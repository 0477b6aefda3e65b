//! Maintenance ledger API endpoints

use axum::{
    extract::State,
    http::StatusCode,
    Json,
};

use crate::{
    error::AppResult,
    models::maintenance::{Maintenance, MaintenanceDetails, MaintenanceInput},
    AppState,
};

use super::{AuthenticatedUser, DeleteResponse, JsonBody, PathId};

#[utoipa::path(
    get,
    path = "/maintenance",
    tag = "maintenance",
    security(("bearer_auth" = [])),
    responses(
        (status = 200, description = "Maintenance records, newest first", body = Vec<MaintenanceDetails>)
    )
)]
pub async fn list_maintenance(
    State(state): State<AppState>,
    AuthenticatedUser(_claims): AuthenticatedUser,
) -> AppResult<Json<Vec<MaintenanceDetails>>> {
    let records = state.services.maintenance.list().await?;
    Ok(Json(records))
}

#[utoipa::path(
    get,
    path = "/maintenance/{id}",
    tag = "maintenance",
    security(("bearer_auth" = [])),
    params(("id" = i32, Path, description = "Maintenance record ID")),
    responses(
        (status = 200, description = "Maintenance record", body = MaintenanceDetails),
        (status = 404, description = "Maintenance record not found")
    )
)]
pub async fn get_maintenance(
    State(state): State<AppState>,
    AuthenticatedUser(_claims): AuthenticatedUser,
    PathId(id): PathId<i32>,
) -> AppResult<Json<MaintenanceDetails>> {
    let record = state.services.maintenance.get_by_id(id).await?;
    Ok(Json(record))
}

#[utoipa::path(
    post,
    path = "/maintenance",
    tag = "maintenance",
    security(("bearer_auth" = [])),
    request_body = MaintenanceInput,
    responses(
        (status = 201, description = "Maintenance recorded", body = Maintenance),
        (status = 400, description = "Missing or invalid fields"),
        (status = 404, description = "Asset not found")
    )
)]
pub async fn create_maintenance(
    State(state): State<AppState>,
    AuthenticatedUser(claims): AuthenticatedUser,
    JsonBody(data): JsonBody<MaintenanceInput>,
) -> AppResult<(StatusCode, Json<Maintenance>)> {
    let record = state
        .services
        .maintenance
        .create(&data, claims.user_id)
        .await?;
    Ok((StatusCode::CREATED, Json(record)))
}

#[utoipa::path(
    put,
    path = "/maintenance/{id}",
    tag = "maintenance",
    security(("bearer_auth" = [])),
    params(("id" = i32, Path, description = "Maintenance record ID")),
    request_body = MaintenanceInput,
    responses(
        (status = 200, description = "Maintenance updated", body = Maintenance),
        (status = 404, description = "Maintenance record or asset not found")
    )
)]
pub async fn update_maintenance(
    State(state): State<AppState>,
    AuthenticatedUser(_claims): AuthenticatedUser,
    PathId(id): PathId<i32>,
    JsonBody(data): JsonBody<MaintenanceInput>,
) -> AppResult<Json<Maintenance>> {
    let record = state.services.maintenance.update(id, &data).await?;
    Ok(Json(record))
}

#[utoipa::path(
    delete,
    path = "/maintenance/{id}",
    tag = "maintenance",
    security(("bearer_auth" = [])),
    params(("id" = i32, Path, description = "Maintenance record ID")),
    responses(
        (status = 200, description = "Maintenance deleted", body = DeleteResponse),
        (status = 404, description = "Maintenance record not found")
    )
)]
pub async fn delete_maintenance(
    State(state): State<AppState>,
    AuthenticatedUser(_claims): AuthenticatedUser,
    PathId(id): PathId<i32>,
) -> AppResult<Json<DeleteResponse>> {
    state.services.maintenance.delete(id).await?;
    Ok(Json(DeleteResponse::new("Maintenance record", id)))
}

##########

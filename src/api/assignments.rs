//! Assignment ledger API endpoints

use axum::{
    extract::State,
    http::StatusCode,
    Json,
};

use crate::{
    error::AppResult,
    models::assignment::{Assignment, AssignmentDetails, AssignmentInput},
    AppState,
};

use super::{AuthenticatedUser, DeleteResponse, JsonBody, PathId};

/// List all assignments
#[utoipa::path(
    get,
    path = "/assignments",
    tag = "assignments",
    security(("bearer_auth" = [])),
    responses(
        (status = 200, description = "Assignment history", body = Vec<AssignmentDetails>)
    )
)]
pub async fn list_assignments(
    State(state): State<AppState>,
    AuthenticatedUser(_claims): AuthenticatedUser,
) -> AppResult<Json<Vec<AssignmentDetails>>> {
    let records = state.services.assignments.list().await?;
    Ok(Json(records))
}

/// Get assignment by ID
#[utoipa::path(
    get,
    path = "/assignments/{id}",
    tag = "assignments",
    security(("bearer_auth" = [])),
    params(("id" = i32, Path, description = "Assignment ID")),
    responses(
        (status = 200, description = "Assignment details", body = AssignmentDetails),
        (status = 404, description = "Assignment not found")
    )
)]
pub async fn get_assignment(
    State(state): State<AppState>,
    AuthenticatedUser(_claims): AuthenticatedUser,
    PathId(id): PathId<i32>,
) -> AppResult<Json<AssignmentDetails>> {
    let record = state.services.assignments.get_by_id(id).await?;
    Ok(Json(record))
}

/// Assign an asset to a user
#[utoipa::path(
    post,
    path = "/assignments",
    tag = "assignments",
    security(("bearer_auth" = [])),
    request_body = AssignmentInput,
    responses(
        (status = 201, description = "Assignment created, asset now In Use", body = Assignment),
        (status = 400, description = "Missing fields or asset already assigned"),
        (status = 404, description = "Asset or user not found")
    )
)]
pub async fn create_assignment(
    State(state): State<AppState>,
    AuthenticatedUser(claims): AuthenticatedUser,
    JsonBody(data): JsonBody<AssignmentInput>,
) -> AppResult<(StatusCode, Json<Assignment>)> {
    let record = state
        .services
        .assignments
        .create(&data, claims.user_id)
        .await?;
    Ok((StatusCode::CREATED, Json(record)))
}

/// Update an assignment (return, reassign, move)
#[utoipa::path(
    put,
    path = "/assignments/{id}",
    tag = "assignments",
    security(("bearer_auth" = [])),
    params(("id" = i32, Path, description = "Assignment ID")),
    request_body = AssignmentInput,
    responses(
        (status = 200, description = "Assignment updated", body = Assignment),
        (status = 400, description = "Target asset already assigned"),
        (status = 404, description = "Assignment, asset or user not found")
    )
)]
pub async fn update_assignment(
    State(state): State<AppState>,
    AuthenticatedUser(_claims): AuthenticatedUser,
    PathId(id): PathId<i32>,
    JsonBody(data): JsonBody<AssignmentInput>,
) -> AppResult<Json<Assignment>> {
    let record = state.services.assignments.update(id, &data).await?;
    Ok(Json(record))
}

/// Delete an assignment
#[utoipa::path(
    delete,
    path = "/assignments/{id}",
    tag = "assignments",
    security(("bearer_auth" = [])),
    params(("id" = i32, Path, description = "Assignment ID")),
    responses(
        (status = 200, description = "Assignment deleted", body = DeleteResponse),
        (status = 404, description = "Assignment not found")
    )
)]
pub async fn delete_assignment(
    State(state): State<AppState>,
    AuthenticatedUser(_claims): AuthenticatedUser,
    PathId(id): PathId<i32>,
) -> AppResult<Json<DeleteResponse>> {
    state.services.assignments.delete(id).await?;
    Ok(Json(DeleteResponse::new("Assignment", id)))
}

##########

— WHAT TO WORK ON —
Reply with every line of the listing that has the string "services".

— YOUR RESPONSE —
    let records = state.services.maintenance.list().await?;
    let record = state.services.maintenance.get_by_id(id).await?;
        .services
    let record = state.services.maintenance.update(id, &data).await?;
    state.services.maintenance.delete(id).await?;
    let records = state.services.assignments.list().await?;
    let record = state.services.assignments.get_by_id(id).await?;
        .services
    let record = state.services.assignments.update(id, &data).await?;
    state.services.assignments.delete(id).await?;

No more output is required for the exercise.